She spoke more about what can happen.

5 things to know about dead butt syndrome

It marks a tug of war in your body: Over time, a sedentary lifestyle can cause your hip flexors to tighten and the gluteal muscles to lengthen, which leads to inefficient muscle activation. Both muscles need to shorten and lengthen in an opposing fashion. But that interconnected function is compromised when range of motion is restricted, Schuyten says. It also makes other muscles work harder to compensate.

It doesn't mean your butt is "dead": The term is symbolic. "Your muscles are still there," Schuyten says. "It's more that they're not activating efficiently." Such "death" or deconditioning occurs far more quickly than the time required to reverse the effects. It takes nearly twice as long to revive a dying butt with exercise and movement than it does to develop the condition.

SEE ALSO: What Happens to Your Body When You Stop Exercising? [Infographic]

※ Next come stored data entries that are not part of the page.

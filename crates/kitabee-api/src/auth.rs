use argon2::{
    Argon2, PasswordHash, PasswordHasher, PasswordVerifier,
    password_hash::{SaltString, rand_core::OsRng},
};
use axum::{Json, extract::State, http::StatusCode, response::IntoResponse};
use jsonwebtoken::{EncodingKey, Header, encode};
use tracing::info;

use kitabee_types::api::{
    ActionResponse, ActivateRequest, Claims, LoginRequest, LoginResponse, PasswordResetConfirm,
    PasswordResetRequest, RegisterRequest, RegisterResponse,
};

use crate::error::{ApiError, ApiResult};
use crate::state::{AppState, blocking};

const MIN_PASSWORD_LEN: usize = 8;
const TOKEN_TTL_DAYS: i64 = 30;

fn valid_login(login: &str) -> bool {
    (3..=32).contains(&login.chars().count())
        && login.chars().all(|c| c.is_ascii_alphanumeric() || c == '_' || c == '-' || c == '.')
}

fn valid_email(email: &str) -> bool {
    email.len() <= 254
        && email
            .split_once('@')
            .is_some_and(|(local, domain)| !local.is_empty() && domain.contains('.'))
}

fn hash_password(password: &str) -> ApiResult<String> {
    if password.len() < MIN_PASSWORD_LEN {
        return Err(ApiError::invalid("password must be at least 8 characters"));
    }
    let salt = SaltString::generate(&mut OsRng);
    let hash = Argon2::default()
        .hash_password(password.as_bytes(), &salt)
        .map_err(|e| anyhow::anyhow!("password hashing failed: {}", e))?
        .to_string();
    Ok(hash)
}

/// Creates an inactive account. The activation token would normally be mailed;
/// until a mailer exists it is written to the log.
pub async fn register(
    State(state): State<AppState>,
    Json(req): Json<RegisterRequest>,
) -> ApiResult<impl IntoResponse> {
    let login = req.login.trim().to_string();
    let email = req.email.trim().to_lowercase();
    if !valid_login(&login) {
        return Err(ApiError::invalid(
            "login must be 3-32 characters of letters, digits, '.', '_' or '-'",
        ));
    }
    if !valid_email(&email) {
        return Err(ApiError::invalid("invalid email address"));
    }

    // Hash password with Argon2id
    let password_hash = hash_password(&req.password)?;

    let (user_id, token) = blocking(&state, move |db| {
        db.create_user(&login, &email, &password_hash)?
            .ok_or(ApiError::Conflict("login or email already taken"))
    })
    .await?;

    info!(user_id, activation_token = %token, "Activation token issued");

    Ok((StatusCode::CREATED, Json(RegisterResponse { user_id })))
}

pub async fn activate(
    State(state): State<AppState>,
    Json(req): Json<ActivateRequest>,
) -> ApiResult<Json<ActionResponse>> {
    let activated = blocking(&state, move |db| Ok(db.activate_user(req.token.trim())?)).await?;
    if !activated {
        return Err(ApiError::invalid("unknown or already used activation token"));
    }
    Ok(Json(ActionResponse {
        ok: true,
        new_badges: vec![],
    }))
}

pub async fn login(
    State(state): State<AppState>,
    Json(req): Json<LoginRequest>,
) -> ApiResult<Json<LoginResponse>> {
    let login = req.login.trim().to_string();
    let user = blocking(&state, move |db| Ok(db.get_user_by_login(&login)?))
        .await?
        .ok_or(ApiError::Unauthorized)?;

    // Verify password
    let parsed_hash = PasswordHash::new(&user.password_hash)
        .map_err(|e| anyhow::anyhow!("stored hash for user {} unreadable: {}", user.id, e))?;

    Argon2::default()
        .verify_password(req.password.as_bytes(), &parsed_hash)
        .map_err(|_| ApiError::Unauthorized)?;

    if !user.is_active {
        return Err(ApiError::Forbidden("account not activated"));
    }

    let token = create_token(&state.jwt_secret, user.id, &user.login)?;

    Ok(Json(LoginResponse {
        user_id: user.id,
        login: user.login,
        token,
    }))
}

/// Always answers the same way so the endpoint cannot be used to probe for emails.
pub async fn request_password_reset(
    State(state): State<AppState>,
    Json(req): Json<PasswordResetRequest>,
) -> ApiResult<impl IntoResponse> {
    let email = req.email.trim().to_lowercase();
    let token = blocking(&state, move |db| Ok(db.create_reset_token(&email)?)).await?;
    if let Some(token) = token {
        info!(reset_token = %token, "Password reset token issued");
    }
    Ok(StatusCode::ACCEPTED)
}

pub async fn confirm_password_reset(
    State(state): State<AppState>,
    Json(req): Json<PasswordResetConfirm>,
) -> ApiResult<Json<ActionResponse>> {
    let password_hash = hash_password(&req.password)?;
    let reset = blocking(&state, move |db| {
        Ok(db.reset_password(req.token.trim(), &password_hash)?)
    })
    .await?;
    if !reset {
        return Err(ApiError::invalid("invalid or expired reset token"));
    }
    Ok(Json(ActionResponse {
        ok: true,
        new_badges: vec![],
    }))
}

pub fn create_token(secret: &str, user_id: i64, login: &str) -> anyhow::Result<String> {
    let claims = Claims {
        sub: user_id,
        login: login.to_string(),
        exp: (chrono::Utc::now() + chrono::Duration::days(TOKEN_TTL_DAYS)).timestamp() as usize,
    };

    let token = encode(
        &Header::default(),
        &claims,
        &EncodingKey::from_secret(secret.as_bytes()),
    )?;

    Ok(token)
}

#[cfg(test)]
mod tests {
    use super::*;

    #[test]
    fn login_rules() {
        assert!(valid_login("ada_l"));
        assert!(!valid_login("ab"));
        assert!(!valid_login("has space"));
        assert!(!valid_login(&"x".repeat(33)));
    }

    #[test]
    fn email_rules() {
        assert!(valid_email("ada@example.com"));
        assert!(!valid_email("ada.example.com"));
        assert!(!valid_email("@example.com"));
        assert!(!valid_email("ada@localhost"));
    }

    #[test]
    fn short_passwords_are_refused_before_hashing() {
        assert!(matches!(hash_password("short"), Err(ApiError::InvalidInput(_))));
        let hash = hash_password("long enough").unwrap();
        let parsed = PasswordHash::new(&hash).unwrap();
        assert!(Argon2::default().verify_password(b"long enough", &parsed).is_ok());
    }
}
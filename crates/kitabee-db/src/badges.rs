use std::collections::HashSet;

use anyhow::Result;
use rusqlite::{Connection, OptionalExtension, params};
use tracing::{debug, info};

use kitabee_types::badges::{BadgeDefinition, BadgeRule, CATALOG};

use crate::friends::accepted_friend_count;
use crate::library::{library_count, recent_library_count, wishlist_count};
use crate::models::UserBadgeRow;
use crate::Database;

/// Upserts the static catalog into `badges` so unlocks never have to create rows.
pub(crate) fn seed_catalog(conn: &Connection) -> Result<()> {
    let mut stmt = conn.prepare(
        "INSERT INTO badges (code, name, description, icon) VALUES (?1, ?2, ?3, ?4)
         ON CONFLICT(code) DO UPDATE SET
             name = excluded.name,
             description = excluded.description,
             icon = excluded.icon",
    )?;
    for badge in CATALOG {
        stmt.execute(params![badge.code, badge.name, badge.description, badge.icon])?;
    }
    debug!("Badge catalog seeded ({} badges)", CATALOG.len());
    Ok(())
}

impl Database {
    /// Evaluates every catalog rule for `user_id` and unlocks the satisfied ones.
    ///
    /// Only badges unlocked by this call are returned, so a caller can show the
    /// "new badge" toast exactly once. Badges are never re-locked. Two concurrent
    /// evaluations may both pass the already-unlocked check; the `(user_id, badge_id)`
    /// key lets exactly one of them insert, and only that one reports the badge.
    pub fn evaluate_and_unlock(&self, user_id: i64) -> Result<Vec<&'static BadgeDefinition>> {
        self.with_conn(|conn| {
            let unlocked = unlocked_codes(conn, user_id)?;
            let mut fresh = Vec::new();

            for badge in CATALOG {
                if unlocked.contains(badge.code) {
                    continue;
                }
                if !rule_satisfied(conn, user_id, badge.rule)? {
                    continue;
                }
                let inserted = conn.execute(
                    "INSERT OR IGNORE INTO user_badges (user_id, badge_id)
                     SELECT ?1, id FROM badges WHERE code = ?2",
                    params![user_id, badge.code],
                )?;
                if inserted == 1 {
                    info!(user_id, badge = badge.code, "Badge unlocked");
                    fresh.push(badge);
                }
            }

            Ok(fresh)
        })
    }

    pub fn list_user_badges(&self, user_id: i64) -> Result<Vec<UserBadgeRow>> {
        self.with_conn(|conn| {
            let mut stmt = conn.prepare(
                "SELECT b.code, b.name, b.description, b.icon, ub.unlocked_at
                 FROM user_badges ub
                 JOIN badges b ON b.id = ub.badge_id
                 WHERE ub.user_id = ?1
                 ORDER BY ub.unlocked_at, b.id",
            )?;
            let rows = stmt
                .query_map([user_id], |row| {
                    Ok(UserBadgeRow {
                        code: row.get(0)?,
                        name: row.get(1)?,
                        description: row.get(2)?,
                        icon: row.get(3)?,
                        unlocked_at: row.get(4)?,
                    })
                })?
                .collect::<std::result::Result<Vec<_>, _>>()?;
            Ok(rows)
        })
    }
}

fn unlocked_codes(conn: &Connection, user_id: i64) -> Result<HashSet<String>> {
    let mut stmt = conn.prepare(
        "SELECT b.code FROM user_badges ub JOIN badges b ON b.id = ub.badge_id
         WHERE ub.user_id = ?1",
    )?;
    let codes = stmt
        .query_map([user_id], |row| row.get(0))?
        .collect::<std::result::Result<HashSet<String>, _>>()?;
    Ok(codes)
}

fn rule_satisfied(conn: &Connection, user_id: i64, rule: BadgeRule) -> Result<bool> {
    let satisfied = match rule {
        BadgeRule::WishlistCount(n) => wishlist_count(conn, user_id)? >= n,
        BadgeRule::LibraryCount(n) => library_count(conn, user_id)? >= n,
        BadgeRule::RecentLibraryCount { count, days } => {
            recent_library_count(conn, user_id, days)? >= count
        }
        BadgeRule::AcceptedFriends(n) => accepted_friend_count(conn, user_id)? >= n,
        BadgeRule::HasAvatar => conn
            .query_row(
                "SELECT avatar IS NOT NULL AND avatar <> '' FROM users WHERE id = ?1",
                [user_id],
                |r| r.get(0),
            )
            .optional()?
            .unwrap_or(false),
    };
    Ok(satisfied)
}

It may cause symptoms elsewhere: Some people with dead butt syndrome feel discomfort in places far from the namesake spot. That's because, physically speaking, "everything is connected," Schuyten says. Tight hip flexors can trigger back pain. Weak glutes can cause balance issues as well as knee and foot pain.

It can affect the physically fit: Schuyten says that even people who exercise regularly could be at risk. She works as the performing arts rehabilitation coordinator, treating active people such as ballet dancers. "They're not always activating the right muscles to do these very high-level activities," she says. Incorporating squats and leg lifts into your workout can help, but performing with proper body mechanics is key as well.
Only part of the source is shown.